Hilfsmittel sind medizinisch-technische Produkte, die den Erfolg einer Krankenbehandlung sichern, eine drohende Behinderung verhüten oder eine Behinderung ausgleichen sollen. Sie werden von der gesetzlichen Krankenkasse nach § 33 SGB V finanziert.
Was bedeutet Hilfsmittel?
Zu den Hilfsmitteln zählen Rollstühle, Rollatoren, Gehstöcke, Hörgeräte, Sehhilfen, Prothesen, Orthesen, Inkontinenzmaterial und Pflegebetten. Voraussetzung ist eine ärztliche Verordnung und die Listung im Hilfsmittelverzeichnis des GKV-Spitzenverbandes.
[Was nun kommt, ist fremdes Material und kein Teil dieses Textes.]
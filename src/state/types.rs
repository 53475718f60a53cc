//! Cached parameter and selection types

use crate::ember::{EmberValue, ParameterContents, ParameterType, TreeElement};

/// "No selection" marker for matrix/source/target indices
pub const NO_SELECTION: i32 = -1;

/// One monitored parameter, as last reported by the provider
#[derive(Debug, Clone, PartialEq)]
pub struct CachedParameter {
    /// Merged parameter fields
    pub contents: ParameterContents,
    /// Raw element as last received (used to resubmit writes)
    pub element: TreeElement,
}

impl CachedParameter {
    pub fn value(&self) -> Option<&EmberValue> {
        self.contents.value.as_ref()
    }

    pub fn numeric_value(&self) -> Option<f64> {
        self.contents.value.as_ref().and_then(EmberValue::as_f64)
    }

    pub fn parameter_type(&self) -> Option<ParameterType> {
        self.contents.parameter_type
    }

    /// Display name: identifier, then description, then the path
    pub fn label(&self) -> String {
        self.contents
            .identifier
            .clone()
            .or_else(|| self.contents.description.clone())
            .unwrap_or_else(|| self.element.path.clone())
    }
}

/// Crosspoint selection built up by the select-source/target actions
#[derive(Debug, Clone, Copy, PartialEq, Eq)]
pub struct Selection {
    pub source: i32,
    pub target: i32,
    pub matrix: i32,
}

impl Default for Selection {
    fn default() -> Self {
        Self {
            source: NO_SELECTION,
            target: NO_SELECTION,
            matrix: NO_SELECTION,
        }
    }
}

impl Selection {
    /// A take may only be attempted once all three are chosen
    pub fn is_complete(&self) -> bool {
        self.source != NO_SELECTION && self.target != NO_SELECTION && self.matrix != NO_SELECTION
    }

    pub fn clear(&mut self) {
        *self = Self::default();
    }
}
Die Krankenkasse trägt die Kosten abzüglich der gesetzlichen Zuzahlung von 10 Prozent, mindestens 5 Euro, höchstens 10 Euro je Hilfsmittel.
Wichtige Eckdaten
- Rechtsgrundlage: § 33 SGB V
- Kostenträger: gesetzliche Krankenkasse
- Zuzahlung: 10 Prozent, mindestens 5 Euro, höchstens 10 Euro
- Verbrauchshilfsmittel wie Inkontinenzmaterial: pauschale Versorgung über Vertragspartner
Beispiel
Herr Klein benötigt nach einer Hüft-OP einen Rollator. Der Orthopäde stellt ein Rezept aus, das Sanitätshaus liefert das Hilfsmittel und rechnet mit der Krankenkasse ab. Herr Klein zahlt einmalig 10 Euro Eigenanteil.